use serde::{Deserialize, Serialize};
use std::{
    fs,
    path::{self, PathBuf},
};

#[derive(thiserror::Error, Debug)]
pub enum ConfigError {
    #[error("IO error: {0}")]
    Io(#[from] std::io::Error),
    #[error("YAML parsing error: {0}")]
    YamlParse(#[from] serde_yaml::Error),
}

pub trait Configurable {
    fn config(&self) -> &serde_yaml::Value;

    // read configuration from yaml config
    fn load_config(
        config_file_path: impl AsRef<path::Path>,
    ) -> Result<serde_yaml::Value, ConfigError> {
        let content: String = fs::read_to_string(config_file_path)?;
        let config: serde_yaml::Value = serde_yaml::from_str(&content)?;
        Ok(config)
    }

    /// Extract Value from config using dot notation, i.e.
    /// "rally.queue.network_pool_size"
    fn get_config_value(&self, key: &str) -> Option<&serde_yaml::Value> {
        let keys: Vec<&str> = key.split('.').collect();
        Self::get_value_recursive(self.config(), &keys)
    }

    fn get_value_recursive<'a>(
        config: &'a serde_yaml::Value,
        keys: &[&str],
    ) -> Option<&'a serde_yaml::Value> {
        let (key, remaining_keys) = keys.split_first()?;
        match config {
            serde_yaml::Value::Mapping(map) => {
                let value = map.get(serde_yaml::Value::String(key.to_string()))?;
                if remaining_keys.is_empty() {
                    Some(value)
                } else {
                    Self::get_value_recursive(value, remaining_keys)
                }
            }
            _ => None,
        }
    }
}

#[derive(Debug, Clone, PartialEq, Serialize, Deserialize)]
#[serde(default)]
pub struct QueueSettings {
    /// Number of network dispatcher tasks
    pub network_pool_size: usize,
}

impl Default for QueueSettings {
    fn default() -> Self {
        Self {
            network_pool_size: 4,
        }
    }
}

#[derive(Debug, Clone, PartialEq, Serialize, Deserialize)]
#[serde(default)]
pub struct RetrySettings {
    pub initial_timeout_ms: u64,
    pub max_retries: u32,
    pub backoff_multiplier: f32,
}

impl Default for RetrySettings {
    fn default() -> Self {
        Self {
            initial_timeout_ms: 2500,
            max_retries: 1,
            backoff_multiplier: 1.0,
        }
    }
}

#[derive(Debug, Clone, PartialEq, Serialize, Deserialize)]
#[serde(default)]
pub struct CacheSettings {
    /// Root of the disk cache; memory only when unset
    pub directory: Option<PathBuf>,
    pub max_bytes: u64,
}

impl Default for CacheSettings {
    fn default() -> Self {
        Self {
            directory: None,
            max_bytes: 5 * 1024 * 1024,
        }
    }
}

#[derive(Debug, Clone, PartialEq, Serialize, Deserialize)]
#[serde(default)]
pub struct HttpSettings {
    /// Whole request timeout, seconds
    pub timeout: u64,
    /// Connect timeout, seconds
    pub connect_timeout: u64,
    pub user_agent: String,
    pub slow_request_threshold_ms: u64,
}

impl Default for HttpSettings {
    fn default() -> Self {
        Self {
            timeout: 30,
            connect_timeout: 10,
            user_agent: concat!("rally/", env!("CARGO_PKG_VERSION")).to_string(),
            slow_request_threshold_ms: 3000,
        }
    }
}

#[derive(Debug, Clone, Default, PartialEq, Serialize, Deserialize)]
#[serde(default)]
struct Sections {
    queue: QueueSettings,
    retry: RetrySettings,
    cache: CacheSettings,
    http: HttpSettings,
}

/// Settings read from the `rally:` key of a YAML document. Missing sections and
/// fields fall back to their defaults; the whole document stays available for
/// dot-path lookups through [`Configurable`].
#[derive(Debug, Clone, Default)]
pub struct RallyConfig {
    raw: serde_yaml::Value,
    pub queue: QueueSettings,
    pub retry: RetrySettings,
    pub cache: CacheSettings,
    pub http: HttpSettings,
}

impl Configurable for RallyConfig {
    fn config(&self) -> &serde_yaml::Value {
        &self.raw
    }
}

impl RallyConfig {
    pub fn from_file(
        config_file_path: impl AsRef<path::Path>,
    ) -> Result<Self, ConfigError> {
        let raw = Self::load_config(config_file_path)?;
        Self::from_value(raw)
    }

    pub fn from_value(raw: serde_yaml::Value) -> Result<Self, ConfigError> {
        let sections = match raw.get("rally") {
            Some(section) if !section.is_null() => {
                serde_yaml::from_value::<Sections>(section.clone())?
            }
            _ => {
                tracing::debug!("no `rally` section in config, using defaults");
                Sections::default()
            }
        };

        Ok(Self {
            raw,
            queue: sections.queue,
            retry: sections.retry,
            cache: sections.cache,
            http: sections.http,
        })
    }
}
--------------------------------------------------
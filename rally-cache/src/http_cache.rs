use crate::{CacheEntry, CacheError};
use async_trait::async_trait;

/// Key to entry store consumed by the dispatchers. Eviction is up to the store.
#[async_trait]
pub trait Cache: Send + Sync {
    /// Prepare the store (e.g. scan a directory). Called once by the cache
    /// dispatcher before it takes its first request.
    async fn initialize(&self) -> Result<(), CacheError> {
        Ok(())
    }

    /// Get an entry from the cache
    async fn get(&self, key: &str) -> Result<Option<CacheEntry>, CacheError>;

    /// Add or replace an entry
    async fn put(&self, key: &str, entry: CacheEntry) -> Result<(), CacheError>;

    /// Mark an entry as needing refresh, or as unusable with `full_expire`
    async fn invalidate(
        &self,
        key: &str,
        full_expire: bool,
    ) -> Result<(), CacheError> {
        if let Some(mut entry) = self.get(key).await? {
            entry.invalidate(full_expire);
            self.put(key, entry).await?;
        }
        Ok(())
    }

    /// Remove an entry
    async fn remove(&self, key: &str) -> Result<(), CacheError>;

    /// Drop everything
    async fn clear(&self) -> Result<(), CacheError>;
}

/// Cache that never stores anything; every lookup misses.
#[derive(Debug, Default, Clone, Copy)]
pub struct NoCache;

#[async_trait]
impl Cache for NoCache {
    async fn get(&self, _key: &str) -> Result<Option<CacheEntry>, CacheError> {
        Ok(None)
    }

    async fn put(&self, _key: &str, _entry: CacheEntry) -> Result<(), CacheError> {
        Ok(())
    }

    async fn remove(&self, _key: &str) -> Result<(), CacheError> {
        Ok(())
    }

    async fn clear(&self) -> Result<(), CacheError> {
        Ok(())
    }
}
--------------------------------------------------
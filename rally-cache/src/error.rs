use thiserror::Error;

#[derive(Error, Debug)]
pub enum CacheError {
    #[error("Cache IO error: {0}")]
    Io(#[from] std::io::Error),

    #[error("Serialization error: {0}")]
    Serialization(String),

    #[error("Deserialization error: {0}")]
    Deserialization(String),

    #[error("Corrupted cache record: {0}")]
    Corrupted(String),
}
--------------------------------------------------
(What is needed) Give the number of lines in the listing that hold "clear", with no other words.

(Solution) 2